*** Opening Source material ***

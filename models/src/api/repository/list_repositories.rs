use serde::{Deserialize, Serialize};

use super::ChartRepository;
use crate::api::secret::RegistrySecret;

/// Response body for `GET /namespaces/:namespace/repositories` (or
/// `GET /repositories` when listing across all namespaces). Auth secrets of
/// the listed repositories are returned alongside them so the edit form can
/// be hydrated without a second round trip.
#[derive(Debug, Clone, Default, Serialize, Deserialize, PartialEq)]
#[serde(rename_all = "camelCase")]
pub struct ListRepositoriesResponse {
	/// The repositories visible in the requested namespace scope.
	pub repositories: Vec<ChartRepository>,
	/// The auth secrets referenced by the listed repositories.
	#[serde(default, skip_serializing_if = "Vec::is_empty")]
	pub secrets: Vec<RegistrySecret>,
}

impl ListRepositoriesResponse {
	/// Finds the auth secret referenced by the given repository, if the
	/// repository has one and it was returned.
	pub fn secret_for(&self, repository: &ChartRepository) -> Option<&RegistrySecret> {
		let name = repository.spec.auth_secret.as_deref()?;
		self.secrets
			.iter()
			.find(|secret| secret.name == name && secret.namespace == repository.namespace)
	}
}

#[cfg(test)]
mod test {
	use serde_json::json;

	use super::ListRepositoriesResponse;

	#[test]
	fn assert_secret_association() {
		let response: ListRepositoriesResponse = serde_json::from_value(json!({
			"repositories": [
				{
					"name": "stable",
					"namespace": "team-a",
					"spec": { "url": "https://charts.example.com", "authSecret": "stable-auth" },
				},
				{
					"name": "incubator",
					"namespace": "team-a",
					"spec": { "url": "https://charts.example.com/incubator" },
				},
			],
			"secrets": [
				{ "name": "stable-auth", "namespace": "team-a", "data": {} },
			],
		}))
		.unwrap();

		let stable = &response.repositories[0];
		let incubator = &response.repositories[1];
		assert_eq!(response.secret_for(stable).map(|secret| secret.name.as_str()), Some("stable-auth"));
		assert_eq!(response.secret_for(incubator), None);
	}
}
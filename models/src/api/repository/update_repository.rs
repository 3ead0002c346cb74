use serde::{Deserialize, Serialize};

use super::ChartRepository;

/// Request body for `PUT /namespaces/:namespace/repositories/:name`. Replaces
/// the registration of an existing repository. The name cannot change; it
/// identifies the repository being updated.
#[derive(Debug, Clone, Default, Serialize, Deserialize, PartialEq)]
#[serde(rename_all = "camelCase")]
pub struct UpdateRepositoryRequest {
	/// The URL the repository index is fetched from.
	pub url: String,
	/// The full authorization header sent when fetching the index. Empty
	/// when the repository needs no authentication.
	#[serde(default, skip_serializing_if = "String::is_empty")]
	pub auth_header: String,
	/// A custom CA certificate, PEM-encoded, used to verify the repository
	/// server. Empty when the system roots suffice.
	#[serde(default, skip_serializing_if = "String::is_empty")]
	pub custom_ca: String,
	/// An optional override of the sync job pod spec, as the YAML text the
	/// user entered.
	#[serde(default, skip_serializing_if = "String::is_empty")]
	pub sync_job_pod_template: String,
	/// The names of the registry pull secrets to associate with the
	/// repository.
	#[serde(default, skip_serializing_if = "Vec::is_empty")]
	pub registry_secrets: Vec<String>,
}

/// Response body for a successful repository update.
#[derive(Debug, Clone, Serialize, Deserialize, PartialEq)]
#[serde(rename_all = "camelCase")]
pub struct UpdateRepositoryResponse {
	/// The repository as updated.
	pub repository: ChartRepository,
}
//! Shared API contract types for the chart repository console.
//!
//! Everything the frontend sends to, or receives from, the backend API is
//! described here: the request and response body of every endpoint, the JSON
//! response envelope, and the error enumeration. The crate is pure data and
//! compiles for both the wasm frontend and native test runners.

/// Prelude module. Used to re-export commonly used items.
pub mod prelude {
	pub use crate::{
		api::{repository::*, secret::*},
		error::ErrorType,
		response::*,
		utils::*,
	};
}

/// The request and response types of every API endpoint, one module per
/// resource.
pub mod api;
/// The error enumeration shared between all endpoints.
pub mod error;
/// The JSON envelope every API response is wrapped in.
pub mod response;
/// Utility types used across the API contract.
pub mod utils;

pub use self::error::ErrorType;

*** Closing Source material ***
*** Opening Source material ***

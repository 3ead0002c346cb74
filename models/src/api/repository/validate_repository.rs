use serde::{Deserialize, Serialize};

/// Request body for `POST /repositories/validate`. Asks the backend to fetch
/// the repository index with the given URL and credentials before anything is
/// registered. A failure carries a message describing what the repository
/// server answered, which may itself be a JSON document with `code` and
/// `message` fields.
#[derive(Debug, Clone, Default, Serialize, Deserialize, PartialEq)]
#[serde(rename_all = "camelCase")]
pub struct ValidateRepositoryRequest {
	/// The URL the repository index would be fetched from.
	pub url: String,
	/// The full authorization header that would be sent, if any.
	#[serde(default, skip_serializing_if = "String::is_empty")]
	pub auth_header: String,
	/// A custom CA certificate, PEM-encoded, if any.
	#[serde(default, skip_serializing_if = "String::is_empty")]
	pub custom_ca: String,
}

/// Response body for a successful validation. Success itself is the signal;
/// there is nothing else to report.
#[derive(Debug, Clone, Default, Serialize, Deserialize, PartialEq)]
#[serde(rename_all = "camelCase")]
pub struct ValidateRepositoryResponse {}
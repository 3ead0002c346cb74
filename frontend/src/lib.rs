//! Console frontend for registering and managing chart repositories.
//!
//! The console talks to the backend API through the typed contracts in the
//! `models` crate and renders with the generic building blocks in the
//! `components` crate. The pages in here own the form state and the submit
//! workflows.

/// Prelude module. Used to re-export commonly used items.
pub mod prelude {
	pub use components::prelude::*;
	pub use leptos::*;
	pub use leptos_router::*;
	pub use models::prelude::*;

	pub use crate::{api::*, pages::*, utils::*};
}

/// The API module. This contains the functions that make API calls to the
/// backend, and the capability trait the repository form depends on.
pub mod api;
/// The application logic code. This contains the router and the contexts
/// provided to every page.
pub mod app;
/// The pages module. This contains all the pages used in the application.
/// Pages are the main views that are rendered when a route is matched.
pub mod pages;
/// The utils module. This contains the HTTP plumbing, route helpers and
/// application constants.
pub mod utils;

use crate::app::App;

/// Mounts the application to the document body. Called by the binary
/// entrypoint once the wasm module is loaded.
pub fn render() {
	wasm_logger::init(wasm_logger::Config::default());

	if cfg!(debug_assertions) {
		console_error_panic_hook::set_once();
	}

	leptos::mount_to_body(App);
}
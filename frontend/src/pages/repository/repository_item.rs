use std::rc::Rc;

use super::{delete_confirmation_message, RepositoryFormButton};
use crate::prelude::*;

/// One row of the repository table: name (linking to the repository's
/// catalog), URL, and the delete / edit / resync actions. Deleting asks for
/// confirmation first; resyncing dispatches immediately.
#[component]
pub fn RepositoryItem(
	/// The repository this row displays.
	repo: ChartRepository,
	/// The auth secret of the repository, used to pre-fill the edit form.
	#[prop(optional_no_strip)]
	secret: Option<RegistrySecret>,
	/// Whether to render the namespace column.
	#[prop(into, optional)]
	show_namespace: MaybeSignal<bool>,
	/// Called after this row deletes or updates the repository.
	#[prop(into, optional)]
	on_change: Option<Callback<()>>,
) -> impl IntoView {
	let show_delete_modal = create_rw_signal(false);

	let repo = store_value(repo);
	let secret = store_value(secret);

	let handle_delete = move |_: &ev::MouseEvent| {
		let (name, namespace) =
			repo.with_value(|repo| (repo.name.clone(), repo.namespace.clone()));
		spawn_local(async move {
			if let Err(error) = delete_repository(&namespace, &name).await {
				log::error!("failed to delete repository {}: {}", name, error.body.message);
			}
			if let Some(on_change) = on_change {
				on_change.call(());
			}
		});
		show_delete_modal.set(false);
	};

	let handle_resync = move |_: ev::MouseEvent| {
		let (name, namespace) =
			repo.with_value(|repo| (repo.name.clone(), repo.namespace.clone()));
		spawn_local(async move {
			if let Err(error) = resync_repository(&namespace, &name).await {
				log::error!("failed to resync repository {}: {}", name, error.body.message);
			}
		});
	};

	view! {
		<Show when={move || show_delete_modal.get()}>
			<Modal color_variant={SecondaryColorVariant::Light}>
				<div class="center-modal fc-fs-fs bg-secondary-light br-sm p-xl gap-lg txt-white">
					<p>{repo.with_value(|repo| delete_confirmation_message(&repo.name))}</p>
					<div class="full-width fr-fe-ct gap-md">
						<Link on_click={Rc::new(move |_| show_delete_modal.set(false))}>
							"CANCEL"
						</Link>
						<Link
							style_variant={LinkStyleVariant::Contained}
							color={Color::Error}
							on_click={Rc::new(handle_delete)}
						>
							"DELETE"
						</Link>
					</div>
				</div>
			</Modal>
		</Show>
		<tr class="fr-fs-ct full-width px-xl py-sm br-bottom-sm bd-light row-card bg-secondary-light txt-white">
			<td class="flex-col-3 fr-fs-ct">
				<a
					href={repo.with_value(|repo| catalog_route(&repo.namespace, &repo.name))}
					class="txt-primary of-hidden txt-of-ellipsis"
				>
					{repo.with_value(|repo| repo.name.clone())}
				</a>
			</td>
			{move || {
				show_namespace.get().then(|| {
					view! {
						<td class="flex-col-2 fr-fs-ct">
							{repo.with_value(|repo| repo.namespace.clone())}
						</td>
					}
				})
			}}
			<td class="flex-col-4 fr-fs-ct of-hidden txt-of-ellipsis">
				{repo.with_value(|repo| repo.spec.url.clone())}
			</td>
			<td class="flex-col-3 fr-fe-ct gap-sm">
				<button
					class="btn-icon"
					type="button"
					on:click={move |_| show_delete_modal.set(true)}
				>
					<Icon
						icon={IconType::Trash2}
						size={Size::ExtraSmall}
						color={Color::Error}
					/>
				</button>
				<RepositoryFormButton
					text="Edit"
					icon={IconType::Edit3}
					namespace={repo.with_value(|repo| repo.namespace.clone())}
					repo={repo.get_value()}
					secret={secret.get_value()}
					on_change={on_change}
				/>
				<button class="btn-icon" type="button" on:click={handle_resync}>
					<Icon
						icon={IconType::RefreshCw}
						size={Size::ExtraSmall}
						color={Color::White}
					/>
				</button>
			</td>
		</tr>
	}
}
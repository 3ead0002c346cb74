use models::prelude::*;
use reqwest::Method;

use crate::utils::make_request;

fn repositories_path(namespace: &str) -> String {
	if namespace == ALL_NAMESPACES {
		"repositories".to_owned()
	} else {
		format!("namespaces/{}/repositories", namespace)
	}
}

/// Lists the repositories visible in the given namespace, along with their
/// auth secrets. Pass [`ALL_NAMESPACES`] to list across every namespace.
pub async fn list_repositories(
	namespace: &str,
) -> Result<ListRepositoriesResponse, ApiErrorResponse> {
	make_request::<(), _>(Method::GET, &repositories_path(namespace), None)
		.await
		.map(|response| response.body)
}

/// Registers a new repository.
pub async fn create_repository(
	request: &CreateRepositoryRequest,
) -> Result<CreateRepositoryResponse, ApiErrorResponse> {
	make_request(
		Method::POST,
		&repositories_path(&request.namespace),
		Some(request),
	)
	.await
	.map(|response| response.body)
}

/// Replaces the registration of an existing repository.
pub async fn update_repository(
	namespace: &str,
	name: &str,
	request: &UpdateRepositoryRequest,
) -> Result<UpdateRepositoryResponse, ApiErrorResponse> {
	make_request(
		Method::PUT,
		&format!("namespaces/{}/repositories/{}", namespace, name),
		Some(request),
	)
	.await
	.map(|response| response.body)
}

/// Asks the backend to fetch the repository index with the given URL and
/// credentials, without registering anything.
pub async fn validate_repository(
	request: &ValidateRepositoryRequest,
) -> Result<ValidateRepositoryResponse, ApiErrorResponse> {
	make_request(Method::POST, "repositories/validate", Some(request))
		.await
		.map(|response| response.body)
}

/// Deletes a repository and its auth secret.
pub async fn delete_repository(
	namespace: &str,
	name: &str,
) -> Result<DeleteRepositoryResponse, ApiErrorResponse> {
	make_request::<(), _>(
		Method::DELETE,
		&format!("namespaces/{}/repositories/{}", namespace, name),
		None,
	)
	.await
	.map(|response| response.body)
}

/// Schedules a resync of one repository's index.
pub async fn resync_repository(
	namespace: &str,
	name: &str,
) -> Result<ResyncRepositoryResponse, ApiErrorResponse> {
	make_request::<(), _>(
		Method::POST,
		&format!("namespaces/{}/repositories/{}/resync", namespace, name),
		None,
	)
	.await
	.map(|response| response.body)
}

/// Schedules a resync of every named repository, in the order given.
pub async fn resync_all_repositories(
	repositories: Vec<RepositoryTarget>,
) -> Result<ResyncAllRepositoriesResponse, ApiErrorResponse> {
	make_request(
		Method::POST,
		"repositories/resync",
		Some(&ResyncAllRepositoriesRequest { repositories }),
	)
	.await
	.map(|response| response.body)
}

*** Closing Source material ***

→ What is expected
Lines of the material that contain the word "registration" are to be gathered.

→ Written solution
/// the registration of an existing repository. The name cannot change; it
/// Replaces the registration of an existing repository.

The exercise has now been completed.